WORK TO BE COMPLETED
Could you restate every record below word for word?

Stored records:
· · ·

//! Compiles a [`MountPlan`] into the namespace engine's command line.
//!
//! The command is kept as a list of groups, one per logical stage, so it can
//! be printed as an auditable transcript before it runs:
//!
//! ```text
//! # bwrap \
//!     --new-session \
//!     ...
//!     -- \
//!     sh -c 'wineserver -p0 && "$0" "$@" ; ret=$? ; wineserver -k ; exit ${ret}' \
//!     wine notepad.exe
//! ```
//!
//! Compilation is pure: the same plan and payload always produce the same
//! command.

use std::fmt;
use std::io::{self, Write};

use tracing::debug;

use super::host::HostContext;
use super::mounts::{MountMode, MountPlan, MountTask};
use crate::system::ENGINE_COMMAND;

/// Starts a wineserver before the payload and kills it afterwards, keeping
/// the payload's exit code.
pub const WINESERVER_WRAPPER: &str =
    r#"wineserver -p0 && "$0" "$@" ; ret=$? ; wineserver -k ; exit ${ret}"#;

/// Runs winecfg once, then replaces itself with the payload on success.
pub const WINECFG_WRAPPER: &str = r#"winecfg && exec "$0" "$@""#;

/// Runs the payload a second time if the first attempt fails.
pub const RETRY_WRAPPER: &str = r#""$0" "$@" || exec "$0" "$@""#;

/// What runs inside the sandbox, and how it is wrapped.
#[derive(Debug, Clone, PartialEq, Eq)]
pub struct Payload {
    /// Program to run; `true` is run when absent.
    pub program: Option<String>,
    /// Program arguments.
    pub args: Vec<String>,
    /// Run through `wine` with a managed wineserver.
    pub with_wine: bool,
    /// Run winecfg first.
    pub configure: bool,
    /// Try twice.
    pub retry: bool,
}

/// Decides whether the one-time winecfg step runs.
///
/// It needs a display and Wine, and runs when forced, when the `~/.wine`
/// host directory was just created, or when `~/.wine` is an empty tmpfs.
#[must_use]
pub fn needs_configure(
    forced: bool,
    display_active: bool,
    with_wine: bool,
    ephemeral_state: bool,
    state_dir_created: bool,
) -> bool {
    display_active && with_wine && (forced || ephemeral_state || state_dir_created)
}

/// The engine command line, grouped by stage.
#[derive(Debug, Clone, PartialEq, Eq, Default)]
pub struct CompiledCommand {
    groups: Vec<Vec<String>>,
}

impl CompiledCommand {
    /// Appends a group; empty groups are skipped.
    pub(crate) fn add<I, S>(&mut self, args: I)
    where
        I: IntoIterator<Item = S>,
        S: Into<String>,
    {
        let group: Vec<String> = args.into_iter().map(Into::into).collect();
        if !group.is_empty() {
            self.groups.push(group);
        }
    }

    /// All groups in order.
    #[must_use]
    pub fn groups(&self) -> &[Vec<String>] {
        &self.groups
    }

    /// Arguments in execution order.
    pub fn iter_flat(&self) -> impl Iterator<Item = &str> {
        self.groups.iter().flatten().map(String::as_str)
    }

    /// Flat argument vector, program first.
    #[must_use]
    pub fn to_argv(&self) -> Vec<String> {
        self.iter_flat().map(str::to_string).collect()
    }

    /// Groups after the `--` separator: wrappers and the payload.
    ///
    /// Flattened, these form a command line that can run outside the sandbox.
    #[must_use]
    pub fn payload_groups(&self) -> &[Vec<String>] {
        let separator = self
            .groups
            .iter()
            .position(|group| group.len() == 1 && group[0] == "--");
        match separator {
            Some(index) => &self.groups[index + 1..],
            None => &[],
        }
    }

    /// Writes the transcript to `out`.
    ///
    /// # Errors
    ///
    /// Returns the underlying I/O error.
    pub fn announce_to(&self, out: &mut impl Write) -> io::Result<()> {
        write!(out, "{self}")
    }
}

impl fmt::Display for CompiledCommand {
    fn fmt(&self, f: &mut fmt::Formatter<'_>) -> fmt::Result {
        let last = self.groups.len().saturating_sub(1);
        for (index, group) in self.groups.iter().enumerate() {
            let prefix = if index == 0 { "# " } else { "    " };
            let suffix = if index == last { "" } else { " \\" };
            let quoted = shell_words::join(group);
            writeln!(f, "{prefix}{quoted}{suffix}")?;
        }
        Ok(())
    }
}

/// Compiles the engine invocation.
///
/// `ctx` resolves inherited environment variables.
#[must_use]
pub fn compile(plan: &MountPlan, payload: &Payload, ctx: &HostContext) -> CompiledCommand {
    let mut command = CompiledCommand::default();

    command.add([ENGINE_COMMAND]);
    command.add(["--new-session"]);
    command.add(["--disable-userns"]);
    command.add(["--die-with-parent"]);
    command.add(["--hostname", plan.hostname.as_str()]);

    let mut unshare = vec!["--unshare-all"];
    if plan.share_network {
        unshare.push("--share-net");
    }
    command.add(unshare);

    for task in &plan.tasks {
        command.add(mount_args(task));
    }

    command.add(["--clearenv"]);
    for (name, value) in plan.resolved_env(ctx) {
        command.add(["--setenv".to_string(), name, value]);
    }
    command.add(["--"]);

    if payload.with_wine {
        command.add(["sh", "-c", WINESERVER_WRAPPER]);
    }
    if payload.configure && payload.with_wine {
        command.add(["sh", "-c", WINECFG_WRAPPER]);
    }
    if payload.retry {
        command.add(["sh", "-c", RETRY_WRAPPER]);
    }

    match &payload.program {
        Some(program) => {
            let mut invocation = Vec::with_capacity(payload.args.len() + 2);
            if payload.with_wine {
                invocation.push("wine".to_string());
            }
            invocation.push(program.clone());
            invocation.extend(payload.args.iter().cloned());
            command.add(invocation);
        }
        None => command.add(["true"]),
    }

    debug!(groups = command.groups.len(), "Compiled sandbox command");
    command
}

fn mount_args(task: &MountTask) -> Vec<String> {
    let target = task.target.to_string_lossy().into_owned();
    let source = task.source().to_string_lossy().into_owned();

    let (flag, with_source) = match task.mode {
        MountMode::Tmpfs => ("--tmpfs", false),
        MountMode::DevTmpfs => ("--dev", false),
        MountMode::Proc => ("--proc", false),
        MountMode::BindReadOnly => ("--ro-bind", true),
        MountMode::BindReadWrite => ("--bind", true),
        MountMode::BindDevice => ("--dev-bind", true),
        MountMode::Symlink => ("--symlink", true),
    };

    if with_source {
        vec![flag.to_string(), source, target]
    } else {
        vec![flag.to_string(), target]
    }
}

· · ·

RESPONSE
//! Compiles a [`MountPlan`] into the namespace engine's command line.
//!
//! The command is kept as a list of groups, one per logical stage, so it can
//! be printed as an auditable transcript before it runs:
//!
//! ```text
//! # bwrap \
//!     --new-session \
//!     ...
//!     -- \
//!     sh -c 'wineserver -p0 && "$0" "$@" ; ret=$? ; wineserver -k ; exit ${ret}' \
//!     wine notepad.exe
//! ```
//!
//! Compilation is pure: the same plan and payload always produce the same
//! command.

use std::fmt;
use std::io::{self, Write};

use tracing::debug;

use super::host::HostContext;
use super::mounts::{MountMode, MountPlan, MountTask};
use crate::system::ENGINE_COMMAND;

/// Starts a wineserver before the payload and kills it afterwards, keeping
/// the payload's exit code.
pub const WINESERVER_WRAPPER: &str =
    r#"wineserver -p0 && "$0" "$@" ; ret=$? ; wineserver -k ; exit ${ret}"#;

/// Runs winecfg once, then replaces itself with the payload on success.
pub const WINECFG_WRAPPER: &str = r#"winecfg && exec "$0" "$@""#;

/// Runs the payload a second time if the first attempt fails.
pub const RETRY_WRAPPER: &str = r#""$0" "$@" || exec "$0" "$@""#;

/// What runs inside the sandbox, and how it is wrapped.
#[derive(Debug, Clone, PartialEq, Eq)]
pub struct Payload {
    /// Program to run; `true` is run when absent.
    pub program: Option<String>,
    /// Program arguments.
    pub args: Vec<String>,
    /// Run through `wine` with a managed wineserver.
    pub with_wine: bool,
    /// Run winecfg first.
    pub configure: bool,
    /// Try twice.
    pub retry: bool,
}

/// Decides whether the one-time winecfg step runs.
///
/// It needs a display and Wine, and runs when forced, when the `~/.wine`
/// host directory was just created, or when `~/.wine` is an empty tmpfs.
#[must_use]
pub fn needs_configure(
    forced: bool,
    display_active: bool,
    with_wine: bool,
    ephemeral_state: bool,
    state_dir_created: bool,
) -> bool {
    display_active && with_wine && (forced || ephemeral_state || state_dir_created)
}

/// The engine command line, grouped by stage.
#[derive(Debug, Clone, PartialEq, Eq, Default)]
pub struct CompiledCommand {
    groups: Vec<Vec<String>>,
}

impl CompiledCommand {
    /// Appends a group; empty groups are skipped.
    pub(crate) fn add<I, S>(&mut self, args: I)
    where
        I: IntoIterator<Item = S>,
        S: Into<String>,
    {
        let group: Vec<String> = args.into_iter().map(Into::into).collect();
        if !group.is_empty() {
            self.groups.push(group);
        }
    }

    /// All groups in order.
    #[must_use]
    pub fn groups(&self) -> &[Vec<String>] {
        &self.groups
    }

    /// Arguments in execution order.
    pub fn iter_flat(&self) -> impl Iterator<Item = &str> {
        self.groups.iter().flatten().map(String::as_str)
    }

    /// Flat argument vector, program first.
    #[must_use]
    pub fn to_argv(&self) -> Vec<String> {
        self.iter_flat().map(str::to_string).collect()
    }

    /// Groups after the `--` separator: wrappers and the payload.
    ///
    /// Flattened, these form a command line that can run outside the sandbox.
    #[must_use]
    pub fn payload_groups(&self) -> &[Vec<String>] {
        let separator = self
            .groups
            .iter()
            .position(|group| group.len() == 1 && group[0] == "--");
        match separator {
            Some(index) => &self.groups[index + 1..],
            None => &[],
        }
    }

    /// Writes the transcript to `out`.
    ///
    /// # Errors
    ///
    /// Returns the underlying I/O error.
    pub fn announce_to(&self, out: &mut impl Write) -> io::Result<()> {
        write!(out, "{self}")
    }
}

impl fmt::Display for CompiledCommand {
    fn fmt(&self, f: &mut fmt::Formatter<'_>) -> fmt::Result {
        let last = self.groups.len().saturating_sub(1);
        for (index, group) in self.groups.iter().enumerate() {
            let prefix = if index == 0 { "# " } else { "    " };
            let suffix = if index == last { "" } else { " \\" };
            let quoted = shell_words::join(group);
            writeln!(f, "{prefix}{quoted}{suffix}")?;
        }
        Ok(())
    }
}

/// Compiles the engine invocation.
///
/// `ctx` resolves inherited environment variables.
#[must_use]
pub fn compile(plan: &MountPlan, payload: &Payload, ctx: &HostContext) -> CompiledCommand {
    let mut command = CompiledCommand::default();

    command.add([ENGINE_COMMAND]);
    command.add(["--new-session"]);
    command.add(["--disable-userns"]);
    command.add(["--die-with-parent"]);
    command.add(["--hostname", plan.hostname.as_str()]);

    let mut unshare = vec!["--unshare-all"];
    if plan.share_network {
        unshare.push("--share-net");
    }
    command.add(unshare);

    for task in &plan.tasks {
        command.add(mount_args(task));
    }

    command.add(["--clearenv"]);
    for (name, value) in plan.resolved_env(ctx) {
        command.add(["--setenv".to_string(), name, value]);
    }
    command.add(["--"]);

    if payload.with_wine {
        command.add(["sh", "-c", WINESERVER_WRAPPER]);
    }
    if payload.configure && payload.with_wine {
        command.add(["sh", "-c", WINECFG_WRAPPER]);
    }
    if payload.retry {
        command.add(["sh", "-c", RETRY_WRAPPER]);
    }

    match &payload.program {
        Some(program) => {
            let mut invocation = Vec::with_capacity(payload.args.len() + 2);
            if payload.with_wine {
                invocation.push("wine".to_string());
            }
            invocation.push(program.clone());
            invocation.extend(payload.args.iter().cloned());
            command.add(invocation);
        }
        None => command.add(["true"]),
    }

    debug!(groups = command.groups.len(), "Compiled sandbox command");
    command
}

fn mount_args(task: &MountTask) -> Vec<String> {
    let target = task.target.to_string_lossy().into_owned();
    let source = task.source().to_string_lossy().into_owned();

    let (flag, with_source) = match task.mode {
        MountMode::Tmpfs => ("--tmpfs", false),
        MountMode::DevTmpfs => ("--dev", false),
        MountMode::Proc => ("--proc", false),
        MountMode::BindReadOnly => ("--ro-bind", true),
        MountMode::BindReadWrite => ("--bind", true),
        MountMode::BindDevice => ("--dev-bind", true),
        MountMode::Symlink => ("--symlink", true),
    };

    if with_source {
        vec![flag.to_string(), source, target]
    } else {
        vec![flag.to_string(), target]
    }
}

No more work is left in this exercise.